I can remember the first time I tried absinthe, after years of hearing and reading about it. These things, these inebriants, they call to me. Or me to them. It’s hard to say which calls which, really. Like dogs’ heads and ends. But I had such an insatiable drive to suckle the sweet teets of The Green Fairy like they were the nips of Artemis herself. I imagined that the otherworldly nectar would carry my brain to far off reaches of consciousness. That I would have meaningful discussions with myself about the practical versus impractical implications of gravity. Solve Palestine. Or that differential equations would suddenly make sense to me or some shit.
And it’s not like I was the lone stone mover in the building of my expectations. Many a tradesman had manned a backhoe in my past, fevering up the pitch. Stories were everywhere about the exotic spirit, and how it fueled the creative drives of so many creatives. Wilde, Lautrec, Van Gogh, and that one really funny dude with a fake tooth from my 10th grade biology class. They all claimed to be devotees of The Green Muse.
So that shit had to be good.
But after having had a couple shots of the stuff in an extremely dingy, orange-lit bar in Prague, it soon became apparent that everything I had imagined the experience would be was simply that: imagined. In fact, all it ended up doing was getting me pretty damned hammered. And instead of bursting with the spectacular flavor of unadulterated artistic inspiration, it tasted like more like mouthwash. Spoiled mouthwash. Perhaps mouthwash which had been filtered through the crack of a hooker’s ass.
I staggered back to my hostel without much in the way of events (beyond some tame public urination and perhaps an impromptu NWA a capella or two).
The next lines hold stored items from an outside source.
//! Record store client

use std::sync::Arc;

use async_trait::async_trait;

use crate::config::StoreConfig;
use crate::io::{HttpClient, HttpResponse};
use crate::record::{NewRecord, Record};

/// Read and write access to the remote record store
#[async_trait]
#[cfg_attr(any(test, feature = "mock"), mockall::automock)]
pub trait RecordStore: Send + Sync {
    /// Fetch every record the store holds, in whatever order it returns them
    async fn list_records(&self) -> crate::Result<Vec<Record>>;

    /// Create a record and return it with its store-assigned id
    async fn create_record(&self, record: &NewRecord) -> crate::Result<Record>;
}

/// Record store reached over HTTP. No retries and no caching.
pub struct HttpRecordStore {
    base_url: String,
    http: Arc<dyn HttpClient>,
}

impl std::fmt::Debug for HttpRecordStore {
    fn fmt(&self, f: &mut std::fmt::Formatter<'_>) -> std::fmt::Result {
        f.debug_struct("HttpRecordStore")
            .field("base_url", &self.base_url)
            .finish()
    }
}

impl HttpRecordStore {
    pub fn new(config: &StoreConfig, http: Arc<dyn HttpClient>) -> Self {
        tracing::debug!("Created HttpRecordStore at {}", config.base_url);
        Self {
            base_url: config.base_url.clone(),
            http,
        }
    }
}

fn ensure_success(response: HttpResponse) -> crate::Result<HttpResponse> {
    if response.is_success() {
        Ok(response)
    } else {
        Err(crate::RoverError::Protocol {
            status: response.status,
            body: response.body,
        })
    }
}

#[async_trait]
impl RecordStore for HttpRecordStore {
    async fn list_records(&self) -> crate::Result<Vec<Record>> {
        let response = ensure_success(self.http.get(&self.base_url).await?)?;
        let records: Vec<Record> = serde_json::from_str(&response.body)?;
        tracing::debug!("Fetched {} records", records.len());
        Ok(records)
    }

    async fn create_record(&self, record: &NewRecord) -> crate::Result<Record> {
        let body = serde_json::to_string(record)?;
        let response = ensure_success(self.http.post_json(&self.base_url, &body).await?)?;
        let created: Record = serde_json::from_str(&response.body)?;
        tracing::debug!("Store assigned id {} to '{}'", created.id, created.status);
        Ok(created)
    }
}
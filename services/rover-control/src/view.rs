//! Control view: command submission plus a short history

use std::sync::Arc;

use chrono::{FixedOffset, Utc};
use tokio_util::sync::CancellationToken;

use rover_core::public_ip::IpLookup;
use rover_core::render::{render, TableRow};
use rover_core::screen::CycleSequence;
use rover_core::store::RecordStore;
use rover_core::timestamp::format_timestamp;
use rover_core::{Command, NewRecord, Record, Screen, ScreenHandle};

use crate::busy::LoadingGuard;
use crate::config::Config;

/// Status text when the store holds no records
pub const NO_RECORDS: &str = "Sin registros";
/// Status text after a failed read
pub const READ_ERROR: &str = "Error";
/// Message in the single error row after a failed read
pub const LOAD_FAILED: &str = "No se pudieron cargar los datos.";

/// Whether the panel accepts input
#[derive(Debug, Clone, Copy, PartialEq, Eq)]
pub enum ControlState {
    Idle,
    Busy,
}

/// What happened to a button press
#[derive(Debug, Clone, PartialEq, Eq)]
pub enum PressOutcome {
    /// The store accepted the record and the history was refreshed
    Submitted(Record),
    /// The store rejected the record or could not be reached
    Failed,
    /// Buttons were disabled; nothing was sent
    Ignored,
    /// The view was stopped while the press was in flight
    Cancelled,
}

/// Owns the control panel's screen and drives both the read and write paths
pub struct ControlView {
    store: Arc<dyn RecordStore>,
    ip: Arc<dyn IpLookup>,
    screen: ScreenHandle,
    device_name: String,
    history_size: usize,
    zone: FixedOffset,
    sequence: CycleSequence,
    cancel: CancellationToken,
}

impl std::fmt::Debug for ControlView {
    fn fmt(&self, f: &mut std::fmt::Formatter<'_>) -> std::fmt::Result {
        f.debug_struct("ControlView")
            .field("device_name", &self.device_name)
            .field("history_size", &self.history_size)
            .field("zone", &self.zone)
            .finish()
    }
}

impl ControlView {
    pub fn new(
        config: &Config,
        store: Arc<dyn RecordStore>,
        ip: Arc<dyn IpLookup>,
    ) -> rover_core::Result<Self> {
        Ok(Self {
            store,
            ip,
            screen: ScreenHandle::new(Screen::with_buttons(Command::ALL)),
            device_name: config.device_name.clone(),
            history_size: config.history_size,
            zone: config.utc_offset()?,
            sequence: CycleSequence::default(),
            cancel: CancellationToken::new(),
        })
    }

    pub fn screen(&self) -> &ScreenHandle {
        &self.screen
    }

    pub fn state(&self) -> ControlState {
        if self.screen.snapshot().is_busy() {
            ControlState::Busy
        } else {
            ControlState::Idle
        }
    }

    /// Initial load
    pub async fn start(&self) {
        tracing::info!("Control view started");
        self.refresh().await;
    }

    /// Cancel whatever is in flight. The loader still clears.
    pub fn stop(&self) {
        tracing::info!("Control view stopping");
        self.cancel.cancel();
    }

    /// Read path: fetch, keep the newest records, render them
    pub async fn refresh(&self) {
        let _busy = LoadingGuard::acquire(&self.screen);
        let seq = self.sequence.next();

        let result = tokio::select! {
            result = self.store.list_records() => result,
            _ = self.cancel.cancelled() => {
                tracing::debug!("Read cycle #{} cancelled", seq);
                return;
            }
        };

        match result {
            Ok(records) => {
                let rendered = render(records, self.history_size);
                tracing::debug!("Read cycle #{} rendered {} rows", seq, rendered.rows.len());
                self.screen.update_if_newer(seq, |s| {
                    s.set_status(rendered.status.as_deref().unwrap_or(NO_RECORDS));
                    s.rows = rendered.rows;
                });
            }
            Err(e) => {
                tracing::warn!("Failed to fetch records: {}", e);
                self.screen.update_if_newer(seq, |s| {
                    s.set_status(READ_ERROR);
                    s.rows = vec![TableRow::error(LOAD_FAILED)];
                });
            }
        }
    }

    /// Write path for one button
    pub async fn press(&self, command: Command) -> PressOutcome {
        let Some(_busy) = LoadingGuard::try_acquire(&self.screen) else {
            tracing::debug!("Ignoring '{}' while busy", command);
            return PressOutcome::Ignored;
        };

        let ip = tokio::select! {
            ip = self.ip.get_public_ip() => ip,
            _ = self.cancel.cancelled() => return PressOutcome::Cancelled,
        };
        let record = NewRecord {
            name: self.device_name.clone(),
            status: command,
            ip,
            date: format_timestamp(Utc::now(), self.zone),
        };

        tracing::info!("Submitting '{}' from {}", command, record.ip);
        let result = tokio::select! {
            result = self.store.create_record(&record) => result,
            _ = self.cancel.cancelled() => return PressOutcome::Cancelled,
        };

        match result {
            Ok(created) => {
                tracing::info!("Record {} stored", created.id);
                self.refresh().await;
                PressOutcome::Submitted(created)
            }
            Err(e) => {
                tracing::error!("Failed to submit '{}': {}", command, e);
                PressOutcome::Failed
            }
        }
    }
}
That was it. Much ado about nothing.
Big let-down, actually. Most of the following day was overshadowed by the hang over, but that was just covering up my disappointment. The Fairy let me down. Lautrec was a fraud. Oscar Wilde’s muse was a ruse. Van Gogh was just fucking crazy. Sadness washed over me like a mass of plague rats.
It’s rather strange how expectations are built up. More often than not, they’re based in some alternate reality where everything and everyone’s interests revolve around the single individual (or group) who is building those expectations. In the case of absinthe: ME. As if their (my) needs trump those of the entire universe. Folly (genius).
But this is how politics works, right? Isn’t a “positive campaign” simply one where politicians out-promise with empty rhetoric rather than out-bash one another with hate-shaded rhetoric? Don’t we call that “sticking to the issues” rather than “slinging the mud”? In order to motivate people to swap regimes (whether party or policy), voters have to be given the sense that 1) they are not currently empowered, so things MUST change or else there will be DOOM, and 2) they will be empowered and thwart DOOM if only they get up off their ass and support a specific candidate or cause. Once elections or referendums are held and a decision is made, the backpedaling inevitably begins. Because the promises were little more than fancy flying kites, described and put aloft by political dreamers who may have had the best of intentions in the sales pitch, but the worst of ethical compasses in the plan mapping.
So how does one maintain hope amidst a crisis of common confidence? Well, in terms of what I actually know and understand: eventually I settled into an appreciation of the absurd alcohol content provided by absinthe, and traded the idea of sweet world-expanding psychotropics for that of hallucinations-by-way-of-impending-liver-failure. So you can cling to the dream, or you can take the necessary steps toward acceptance and some sweet ass alcoholism.
Whichever’s most available, I say. In fact, I recommend absinthe for all ills and ails. It totally causes hallucinations. Hope on THAT.